// Current lineup of a team as published by roster management.
//
// Purpose
// - Read-only value captured at generation time. Locked history never points back at it.
//
// Responsibilities
// - Derive the slot type (active, bench, ir) and slot id of a member.
// - Produce the de-duplicated member set used for generation, auditing and attribution.

use crate::shared::core::primitives::{LeagueId, PlayerId, SlotId, TeamId};
use serde::{Deserialize, Serialize};
use std::collections::{BTreeSet, HashMap};

#[derive(Debug, Clone, Copy, PartialEq, Eq, Hash, PartialOrd, Ord, Serialize, Deserialize)]
#[serde(rename_all = "snake_case")]
pub enum SlotType {
    Active,
    Bench,
    Ir,
}

impl SlotType {
    /// Only active slots score.
    pub fn counts_toward_score(self) -> bool {
        matches!(self, SlotType::Active)
    }

    pub fn as_str(self) -> &'static str {
        match self {
            SlotType::Active => "active",
            SlotType::Bench => "bench",
            SlotType::Ir => "ir",
        }
    }
}

/// Where a player sits in a lineup.
#[derive(Debug, Clone, Copy, PartialEq, Eq)]
pub struct SlotAssignment {
    pub slot_type: SlotType,
    pub slot_id: Option<SlotId>,
}

#[derive(Debug, Clone, PartialEq, Eq, Serialize, Deserialize)]
pub struct LineupConfig {
    pub team_id: TeamId,
    pub league_id: LeagueId,
    #[serde(default)]
    pub starters: Vec<PlayerId>,
    #[serde(default)]
    pub bench: Vec<PlayerId>,
    #[serde(default)]
    pub ir: Vec<PlayerId>,
    #[serde(default)]
    pub slot_assignments: HashMap<PlayerId, SlotId>,
}

impl LineupConfig {
    /// Starters win over bench, bench over ir, when a player is listed twice.
    pub fn slot_of(&self, player_id: PlayerId) -> Option<SlotAssignment> {
        let slot_type = if self.starters.contains(&player_id) {
            SlotType::Active
        } else if self.bench.contains(&player_id) {
            SlotType::Bench
        } else if self.ir.contains(&player_id) {
            SlotType::Ir
        } else {
            return None;
        };
        Some(SlotAssignment {
            slot_type,
            slot_id: self.slot_assignments.get(&player_id).copied(),
        })
    }

    pub fn members(&self) -> Vec<PlayerId> {
        let mut seen = BTreeSet::new();
        self.starters
            .iter()
            .chain(&self.bench)
            .chain(&self.ir)
            .copied()
            .filter(|player_id| seen.insert(*player_id))
            .collect()
    }

    pub fn is_member(&self, player_id: PlayerId) -> bool {
        self.slot_of(player_id).is_some()
    }

    pub fn member_set(&self) -> BTreeSet<PlayerId> {
        self.members().into_iter().collect()
    }
}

- - - - - - -

Work instruction:
Looking at the material above, say how many of its lines hold the word "SlotAssignment", giving only the number.

Task response:
3